Time: 2:00PM - 3:00PM

Location: BLOC 302

Speaker: Rudolf Zeidler, University of Munster

Title: Nonnegative scalar curvature on manifolds with at least two ends

Abstract: I will present an obstruction to positive scalar curvature (psc) on complete manifolds with at least two ends based on the existence of incompressible hypersurfaces that do not admit psc. This result mixes an analytic technique based on $\mu$-bubbles, an augmentation of the classical minimal hypersurface obstructions to psc, with a topological argument based on positive scalar curvature surgery. Due to the latter a surprising (but necessary!) spin condition enters our result even though our methods are not based on the Dirac operator. Concretely, let $M$ be an orientable connected $n$-dimensional manifold with $n\in\{6,7\}$ and $Y\subset M$ a two-sided closed connected incompressible hypersurface that does not admit a metric of psc. Suppose that the universal covers of $M$ and $Y$ are either both spin or both non-spin. Then $M$ does not admit a complete metric of psc. As a consequence, our result answers questions of Rosenberg-Stolz and Gromov up to dimension $7$. Joint work with Simone Cecchini and Daniel Räde.
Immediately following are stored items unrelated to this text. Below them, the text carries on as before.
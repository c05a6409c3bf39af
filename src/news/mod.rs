mod client;
mod types;

pub use client::NewsClient;
pub use types::{NewsApiResponse, NewsArticle, NewsSource};
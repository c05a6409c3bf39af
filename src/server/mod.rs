pub mod handlers;
pub mod types;

use crate::{
    Result,
    config::Config,
    llm::GeminiClient,
    market::MarketClient,
    news::NewsClient,
    sentiment::SentimentAnalyzer,
    storage::SentimentStore,
};
use axum::{
    Router,
    routing::{get, post},
};
use handlers::AppState;
use std::{net::SocketAddr, sync::Arc};
use tower_http::{cors::CorsLayer, trace::TraceLayer};
use tracing::info;

pub async fn run(config: Config) -> Result<()> {
    // Initialize sentiment storage
    let db_path =
        std::env::var("SENTIMENT_DB_PATH").unwrap_or_else(|_| config.server.database_path.clone());
    let store = SentimentStore::new(&db_path).await?;

    // Create application state
    let generator = Arc::new(GeminiClient::new(config.llm.clone()));
    let state = AppState {
        analyzer: Arc::new(SentimentAnalyzer::new(generator)),
        store: Arc::new(store),
        news: Arc::new(NewsClient::new(config.news.clone())),
        market: Arc::new(MarketClient::new(config.market.clone())),
    };

    let app = router(state);

    // Start server
    let addr = SocketAddr::new(config.server.host.parse()?, config.server.port);

    info!("Starting server on {}", addr);

    let listener = tokio::net::TcpListener::bind(addr).await?;
    axum::serve(listener, app).await?;

    Ok(())
}

/// Router shared by the binary and the integration tests.
pub fn router(state: AppState) -> Router {
    Router::new()
        .route(
            "/api/sentiment",
            post(handlers::analyze_sentiment).fallback(handlers::method_not_allowed),
        )
        .route("/api/news", get(handlers::news))
        .route("/api/stock", get(handlers::stock))
        .route(
            "/api/sentiment/analysis",
            get(handlers::sentiment_history).post(handlers::record_sentiment),
        )
        .route(
            "/api/sentiment/distribution",
            get(handlers::sentiment_distribution),
        )
        .layer(TraceLayer::new_for_http())
        .layer(CorsLayer::permissive())
        .with_state(state)
}
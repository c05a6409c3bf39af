mod client;
mod types;

pub use client::MarketClient;
pub use types::{GlobalQuoteResponse, RawQuote, StockQuote};
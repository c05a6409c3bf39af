use super::types::{
    AnalysisResponse, DistributionResponse, ErrorResponse, NewsResponse, QuoteResponse,
    RecordSentimentRequest, RecordSentimentResponse, SentimentRequest, SentimentResponse,
    StockQuery, SymbolQuery,
};
use crate::{
    Result,
    market::MarketClient,
    news::NewsClient,
    sentiment::{ArticleSentiment, SentimentAnalyzer},
    storage::{SentimentRecord, SentimentStore},
};
use axum::{
    body::Bytes,
    extract::{Query, State},
    http::StatusCode,
    response::Json,
};
use std::sync::Arc;
use tracing::{error, info};

#[derive(Clone)]
pub struct AppState {
    pub analyzer: Arc<SentimentAnalyzer>,
    pub store: Arc<SentimentStore>,
    pub news: Arc<NewsClient>,
    pub market: Arc<MarketClient>,
}

type HandlerError = (StatusCode, Json<ErrorResponse>);

fn bad_request(message: &str) -> HandlerError {
    (
        StatusCode::BAD_REQUEST,
        Json(ErrorResponse {
            error: message.to_string(),
        }),
    )
}

fn internal_error(message: &str) -> HandlerError {
    (
        StatusCode::INTERNAL_SERVER_ERROR,
        Json(ErrorResponse {
            error: message.to_string(),
        }),
    )
}

/// JSON 405 for any non-POST method on the sentiment route.
pub async fn method_not_allowed() -> HandlerError {
    (
        StatusCode::METHOD_NOT_ALLOWED,
        Json(ErrorResponse {
            error: "Method not allowed".to_string(),
        }),
    )
}

pub async fn analyze_sentiment(
    State(state): State<AppState>,
    body: Bytes,
) -> std::result::Result<Json<SentimentResponse>, HandlerError> {
    match score_batch(&state, &body).await {
        Ok(sentiments) => {
            info!("Scored {} articles", sentiments.len());
            Ok(Json(SentimentResponse { sentiments }))
        }
        Err(e) => {
            error!("Error in sentiment analysis: {}", e);
            Err((
                StatusCode::INTERNAL_SERVER_ERROR,
                Json(ErrorResponse {
                    error: e.to_string(),
                }),
            ))
        }
    }
}

// The body is parsed here rather than by the Json extractor so malformed
// input and upstream failures surface through one error boundary. The batch
// either fully succeeds or fully fails.
async fn score_batch(state: &AppState, body: &[u8]) -> Result<Vec<ArticleSentiment>> {
    let request: SentimentRequest = serde_json::from_slice(body)?;

    info!(
        "Received sentiment request for {} articles",
        request.articles.len()
    );

    state.analyzer.analyze(&request.articles).await
}

pub async fn news(
    State(state): State<AppState>,
    Query(query): Query<SymbolQuery>,
) -> std::result::Result<Json<NewsResponse>, HandlerError> {
    let Some(symbol) = query.symbol else {
        return Err(bad_request("Stock symbol is required"));
    };

    match state.news.fetch(&symbol).await {
        Ok(articles) => Ok(Json(NewsResponse { articles })),
        Err(e) => {
            error!("Error fetching news: {}", e);
            Err(internal_error("Failed to fetch news articles"))
        }
    }
}

pub async fn stock(
    State(state): State<AppState>,
    Query(query): Query<SymbolQuery>,
) -> std::result::Result<Json<QuoteResponse>, HandlerError> {
    let Some(symbol) = query.symbol else {
        return Err(bad_request("Stock symbol is required"));
    };

    match state.market.quote(&symbol).await {
        Ok(Some(data)) => Ok(Json(QuoteResponse { data })),
        Ok(None) => Err((
            StatusCode::NOT_FOUND,
            Json(ErrorResponse {
                error: "Stock data not found".to_string(),
            }),
        )),
        Err(e) => {
            error!("Error fetching stock data: {}", e);
            Err(internal_error("Failed to fetch stock data"))
        }
    }
}

pub async fn sentiment_history(
    State(state): State<AppState>,
    Query(query): Query<StockQuery>,
) -> std::result::Result<Json<AnalysisResponse>, HandlerError> {
    let Some(stock) = query.stock else {
        return Err(bad_request("Stock symbol is required"));
    };

    match state.store.list_by_symbol(&stock).await {
        Ok(results) => Ok(Json(AnalysisResponse { results })),
        Err(e) => {
            error!("Error fetching sentiment analysis: {}", e);
            Err(internal_error("Failed to fetch sentiment analysis"))
        }
    }
}

pub async fn record_sentiment(
    State(state): State<AppState>,
    Json(request): Json<RecordSentimentRequest>,
) -> std::result::Result<Json<RecordSentimentResponse>, HandlerError> {
    let record = SentimentRecord::new(request.symbol, request.title, request.sentiment);

    match state.store.save(record).await {
        Ok(()) => Ok(Json(RecordSentimentResponse { saved: true })),
        Err(e) => {
            error!("Error saving sentiment analysis: {}", e);
            Err(internal_error("Failed to save sentiment analysis"))
        }
    }
}

pub async fn sentiment_distribution(
    State(state): State<AppState>,
    Query(query): Query<StockQuery>,
) -> std::result::Result<Json<DistributionResponse>, HandlerError> {
    let Some(stock) = query.stock else {
        return Err(bad_request("Stock symbol is required"));
    };

    match state.store.distribution(&stock).await {
        Ok(distribution) => Ok(Json(DistributionResponse { distribution })),
        Err(e) => {
            error!("Error fetching sentiment distribution: {}", e);
            Err(internal_error("Failed to fetch sentiment distribution"))
        }
    }
}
## Numerical Analysis Seminar

Time: 3:00PM - 4:00PM

Location: BLOC 302

Speaker: Loic Cappanera

Title: Robust numerical methods for incompressible flows with variable density

Abstract: The modeling and approximation of incompressible flows with variable density are important for a large range of applications in biology, engineering, geophysics and magnetohydrodynamics. Our main goal here is to develop and analyze robust numerical methods that can be used with high order finite element and spectral methods. We first discuss the main challenges we face before introducing a semi-implicit scheme based on projection methods and the use of the momentum, equal to the density times the velocity, as primary unknown. We present an analysis of the stability and convergence properties of the method and obtain a priori error estimates. A fully explicit version of the scheme is then proposed. Its robustness and convergence are studied with a pseudo spectral code over various setups involving large ratio of density, gravity and surface tension effects, or manufactured solutions. Applications to magnetohydrodynamics instabilities in industrial setups such as aluminum production cells, and liquid metal batteries will be presented. Eventually, a novel method based on artificial compressibility techniques is introduced and its performances are compared to our projection-based method.